## Directions
Lines of the data that contain the word "PartialEq" are the ones to copy.

## Dataset records
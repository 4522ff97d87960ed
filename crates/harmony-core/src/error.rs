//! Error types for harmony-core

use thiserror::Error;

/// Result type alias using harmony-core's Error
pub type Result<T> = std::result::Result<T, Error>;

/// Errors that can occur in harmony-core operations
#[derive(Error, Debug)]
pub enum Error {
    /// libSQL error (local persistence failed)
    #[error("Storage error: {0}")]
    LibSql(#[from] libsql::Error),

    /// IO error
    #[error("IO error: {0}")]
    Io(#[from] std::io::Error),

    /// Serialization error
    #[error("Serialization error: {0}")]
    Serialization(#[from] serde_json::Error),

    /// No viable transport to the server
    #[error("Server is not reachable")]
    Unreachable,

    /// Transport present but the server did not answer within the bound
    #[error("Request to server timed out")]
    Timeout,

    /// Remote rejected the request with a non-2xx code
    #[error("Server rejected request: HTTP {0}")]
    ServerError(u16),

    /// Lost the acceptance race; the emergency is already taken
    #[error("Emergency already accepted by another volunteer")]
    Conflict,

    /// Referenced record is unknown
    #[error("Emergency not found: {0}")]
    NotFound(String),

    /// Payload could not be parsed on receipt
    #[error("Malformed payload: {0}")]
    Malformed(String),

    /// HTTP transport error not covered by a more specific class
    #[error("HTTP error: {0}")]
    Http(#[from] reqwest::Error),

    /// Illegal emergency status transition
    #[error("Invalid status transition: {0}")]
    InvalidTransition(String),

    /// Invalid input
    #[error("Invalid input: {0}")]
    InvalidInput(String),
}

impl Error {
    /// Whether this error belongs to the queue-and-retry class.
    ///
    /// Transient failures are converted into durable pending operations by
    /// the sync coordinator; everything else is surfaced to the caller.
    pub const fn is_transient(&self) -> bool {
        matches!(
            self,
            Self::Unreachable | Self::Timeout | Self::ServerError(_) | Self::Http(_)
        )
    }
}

==

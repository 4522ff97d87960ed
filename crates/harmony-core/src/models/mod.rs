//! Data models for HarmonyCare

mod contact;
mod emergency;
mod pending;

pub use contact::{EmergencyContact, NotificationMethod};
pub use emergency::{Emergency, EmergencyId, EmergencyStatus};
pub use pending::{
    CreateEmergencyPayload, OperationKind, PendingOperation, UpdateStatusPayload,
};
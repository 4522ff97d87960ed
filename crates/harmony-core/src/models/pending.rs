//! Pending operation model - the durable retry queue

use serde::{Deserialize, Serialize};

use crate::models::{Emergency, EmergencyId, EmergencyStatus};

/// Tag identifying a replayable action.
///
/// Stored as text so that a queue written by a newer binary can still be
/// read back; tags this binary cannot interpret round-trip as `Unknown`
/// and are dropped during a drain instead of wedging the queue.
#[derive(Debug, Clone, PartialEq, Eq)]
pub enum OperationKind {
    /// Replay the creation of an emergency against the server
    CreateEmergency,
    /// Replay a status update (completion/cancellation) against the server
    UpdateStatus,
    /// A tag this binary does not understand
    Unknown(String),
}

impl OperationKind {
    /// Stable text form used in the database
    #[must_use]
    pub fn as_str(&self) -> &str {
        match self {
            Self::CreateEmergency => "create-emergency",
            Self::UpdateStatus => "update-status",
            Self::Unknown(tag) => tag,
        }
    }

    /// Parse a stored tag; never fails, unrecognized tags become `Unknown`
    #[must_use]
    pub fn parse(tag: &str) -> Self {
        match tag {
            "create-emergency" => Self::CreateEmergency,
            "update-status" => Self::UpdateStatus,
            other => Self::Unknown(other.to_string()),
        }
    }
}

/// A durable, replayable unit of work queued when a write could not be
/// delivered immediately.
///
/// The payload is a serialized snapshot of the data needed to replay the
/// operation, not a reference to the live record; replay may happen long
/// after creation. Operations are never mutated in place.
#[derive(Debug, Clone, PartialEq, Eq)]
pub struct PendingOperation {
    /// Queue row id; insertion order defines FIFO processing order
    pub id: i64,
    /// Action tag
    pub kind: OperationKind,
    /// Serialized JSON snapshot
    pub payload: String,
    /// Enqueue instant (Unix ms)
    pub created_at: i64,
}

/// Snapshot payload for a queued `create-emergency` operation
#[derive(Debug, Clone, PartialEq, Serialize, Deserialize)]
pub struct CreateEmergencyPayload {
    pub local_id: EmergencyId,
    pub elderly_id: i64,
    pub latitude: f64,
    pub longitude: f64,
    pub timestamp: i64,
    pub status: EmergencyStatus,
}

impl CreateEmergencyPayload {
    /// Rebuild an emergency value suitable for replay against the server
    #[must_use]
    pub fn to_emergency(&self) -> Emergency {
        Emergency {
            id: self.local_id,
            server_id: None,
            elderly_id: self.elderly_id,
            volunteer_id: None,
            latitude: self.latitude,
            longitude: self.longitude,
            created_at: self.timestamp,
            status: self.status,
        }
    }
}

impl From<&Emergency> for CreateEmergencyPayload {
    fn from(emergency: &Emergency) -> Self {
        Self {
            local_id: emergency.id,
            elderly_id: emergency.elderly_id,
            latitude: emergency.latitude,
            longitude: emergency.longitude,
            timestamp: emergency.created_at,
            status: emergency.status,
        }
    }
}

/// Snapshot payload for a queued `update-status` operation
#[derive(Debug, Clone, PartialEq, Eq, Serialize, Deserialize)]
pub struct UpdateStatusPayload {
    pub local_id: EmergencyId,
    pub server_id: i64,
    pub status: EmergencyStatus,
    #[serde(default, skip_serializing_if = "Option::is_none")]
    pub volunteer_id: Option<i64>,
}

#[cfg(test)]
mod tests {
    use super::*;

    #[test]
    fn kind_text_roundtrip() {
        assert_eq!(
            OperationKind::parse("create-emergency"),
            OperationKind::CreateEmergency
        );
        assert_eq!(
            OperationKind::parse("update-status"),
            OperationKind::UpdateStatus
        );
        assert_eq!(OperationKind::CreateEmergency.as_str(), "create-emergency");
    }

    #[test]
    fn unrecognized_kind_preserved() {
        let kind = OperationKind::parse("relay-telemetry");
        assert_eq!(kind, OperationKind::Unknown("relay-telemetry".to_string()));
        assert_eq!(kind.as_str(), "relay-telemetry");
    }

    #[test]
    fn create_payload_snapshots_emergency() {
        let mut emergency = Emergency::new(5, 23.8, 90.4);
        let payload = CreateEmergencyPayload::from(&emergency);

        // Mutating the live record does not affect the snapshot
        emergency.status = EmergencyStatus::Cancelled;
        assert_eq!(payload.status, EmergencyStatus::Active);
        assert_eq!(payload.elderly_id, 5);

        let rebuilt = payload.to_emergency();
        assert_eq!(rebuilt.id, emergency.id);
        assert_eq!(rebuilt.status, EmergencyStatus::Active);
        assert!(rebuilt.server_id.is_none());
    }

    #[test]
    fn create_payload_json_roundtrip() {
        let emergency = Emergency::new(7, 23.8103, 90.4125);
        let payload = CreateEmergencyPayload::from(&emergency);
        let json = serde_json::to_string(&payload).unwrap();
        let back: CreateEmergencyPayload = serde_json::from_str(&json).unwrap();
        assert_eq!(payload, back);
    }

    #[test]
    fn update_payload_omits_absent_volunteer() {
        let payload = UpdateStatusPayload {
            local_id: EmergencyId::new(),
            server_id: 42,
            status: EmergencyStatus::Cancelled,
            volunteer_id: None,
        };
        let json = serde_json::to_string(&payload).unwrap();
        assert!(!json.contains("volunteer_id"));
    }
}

## Response to the task
#[derive(Debug, Clone, PartialEq, Eq)]
#[derive(Debug, Clone, PartialEq, Eq)]
#[derive(Debug, Clone, PartialEq, Serialize, Deserialize)]
#[derive(Debug, Clone, PartialEq, Eq, Serialize, Deserialize)]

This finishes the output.